BEGIN

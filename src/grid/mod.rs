//! Tile lattices and their polygons.
//!
//! - [`lattice`]: padded `(row, col, corner)` vertex storage.
//! - [`tiling`]: [`TilingKind`] and the [`Tiling`] construction interface.
//! - [`squares`], [`hexagons`], [`octagons`], [`triangles`]: one lattice
//!   layout and cell polygon table per kind.
//! - [`localize`]: gradient-driven vertex jitter.

pub mod hexagons;
pub mod lattice;
pub mod localize;
pub mod octagons;
pub mod squares;
pub mod tiling;
pub mod triangles;

pub use hexagons::{HexMetrics, Hexagons};
pub use lattice::{CellRef, Lattice, PAD};
pub use localize::{jitter_window, localize};
pub use octagons::Octagons;
pub use squares::Squares;
pub use tiling::{build_lattice, CellPolygon, PolygonRole, Tiling, TilingKind};
pub use triangles::Triangles;
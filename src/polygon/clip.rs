//! Single half-plane polygon clipping.
//!
//! The kept side of a [`HalfPlane`] is where the 2D cross product
//! `dir × (p − point)` is non-negative, i.e. the left side when walking along
//! `dir`. Walking each edge `prev → cur`:
//!
//! - both outside: emit nothing
//! - both inside: emit `cur`
//! - crossing: emit the intersection, then `cur` if it is strictly inside
//!
//! A crossing edge parallel to the line (zero determinant) emits `cur`.
use super::{Polygon, Vertex};
use crate::error::GeometryError;
use nalgebra::{Point2, Vector2};

#[derive(Clone, Copy, Debug, PartialEq)]
pub struct HalfPlane {
    /// Direction of the boundary line (need not be unit length)
    pub dir: Vector2<f64>,
    /// Any point on the boundary line
    pub point: Vertex,
}

impl HalfPlane {
    pub fn new(dir: Vector2<f64>, point: Vertex) -> Self {
        Self { dir, point }
    }

    /// The complementary half-plane across the point reflected through the
    /// origin, used to cut the opposite child of a split.
    pub fn mirrored(&self) -> Self {
        Self {
            dir: -self.dir,
            point: Point2::from(-self.point.coords),
        }
    }

    #[inline]
    fn side(&self, rel: Vector2<f64>) -> f64 {
        rel.x * -self.dir.y + rel.y * self.dir.x
    }
}

/// Clip `poly` to `plane`, returning the kept part (possibly empty).
pub fn clip(poly: &Polygon, plane: &HalfPlane) -> Result<Polygon, GeometryError> {
    let mut out = Polygon::new();
    for (a, b) in poly.edges() {
        clip_edge(plane, a, b, &mut out)?;
    }
    Ok(out)
}

fn clip_edge(
    plane: &HalfPlane,
    a: Vertex,
    b: Vertex,
    out: &mut Polygon,
) -> Result<(), GeometryError> {
    let p1 = a - plane.point;
    let p2 = b - plane.point;
    let side1 = plane.side(p1);
    let side2 = plane.side(p2);

    if side1 < 0.0 && side2 < 0.0 {
        return Ok(());
    }
    if side1 >= 0.0 && side2 >= 0.0 {
        return out.push(b);
    }

    let vec = p1 - p2;
    let dir = plane.dir;
    let det = dir.x * vec.y - dir.y * vec.x;
    if det == 0.0 {
        return out.push(b);
    }
    let t = (vec.y * p1.x - vec.x * p1.y) / det;
    let hit = plane.point + dir * t;

    out.push(hit)?;
    if side1 < 0.0 && side2 > 0.0 {
        out.push(b)?;
    }
    Ok(())
}

#[cfg(test)]
mod tests {
    use super::*;

    fn unit_square_centered() -> Polygon {
        Polygon::from_points(&[
            Point2::new(-1.0, -1.0),
            Point2::new(1.0, -1.0),
            Point2::new(1.0, 1.0),
            Point2::new(-1.0, 1.0),
        ])
        .expect("four points fit")
    }

    #[test]
    fn vertical_cut_keeps_left_half() {
        let poly = unit_square_centered();
        let plane = HalfPlane::new(Vector2::new(0.0, 1.0), Point2::origin());
        let left = clip(&poly, &plane).expect("no overflow");
        assert_eq!(left.len(), 4);
        assert!(left.points().iter().all(|p| p.x <= 1e-12));
        assert!((left.area() - 2.0).abs() < 1e-12);

        let right = clip(&poly, &plane.mirrored()).expect("no overflow");
        assert!(right.points().iter().all(|p| p.x >= -1e-12));
        assert!((left.area() + right.area() - poly.area()).abs() < 1e-12);
    }

    #[test]
    fn offset_cut_leaves_a_gap() {
        let poly = unit_square_centered();
        let gap = 0.25;
        let plane = HalfPlane::new(Vector2::new(0.0, 1.0), Point2::new(-gap, 0.0));
        let left = clip(&poly, &plane).expect("no overflow");
        let right = clip(&poly, &plane.mirrored()).expect("no overflow");
        let total = left.area() + right.area();
        assert!((total - (poly.area() - 4.0 * gap)).abs() < 1e-12);
    }

    #[test]
    fn line_outside_polygon_yields_empty_or_whole() {
        let poly = unit_square_centered();
        let away = HalfPlane::new(Vector2::new(0.0, 1.0), Point2::new(-5.0, 0.0));
        assert!(clip(&poly, &away).expect("no overflow").is_empty());
        let keep_all = HalfPlane::new(Vector2::new(0.0, -1.0), Point2::new(-5.0, 0.0));
        let whole = clip(&poly, &keep_all).expect("no overflow");
        assert_eq!(whole, poly);
    }
}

END

Aim of the task:
Please show, exactly as written, every line above that contains the word "both".

Task solution:
//! - both outside: emit nothing
//! - both inside: emit `cur`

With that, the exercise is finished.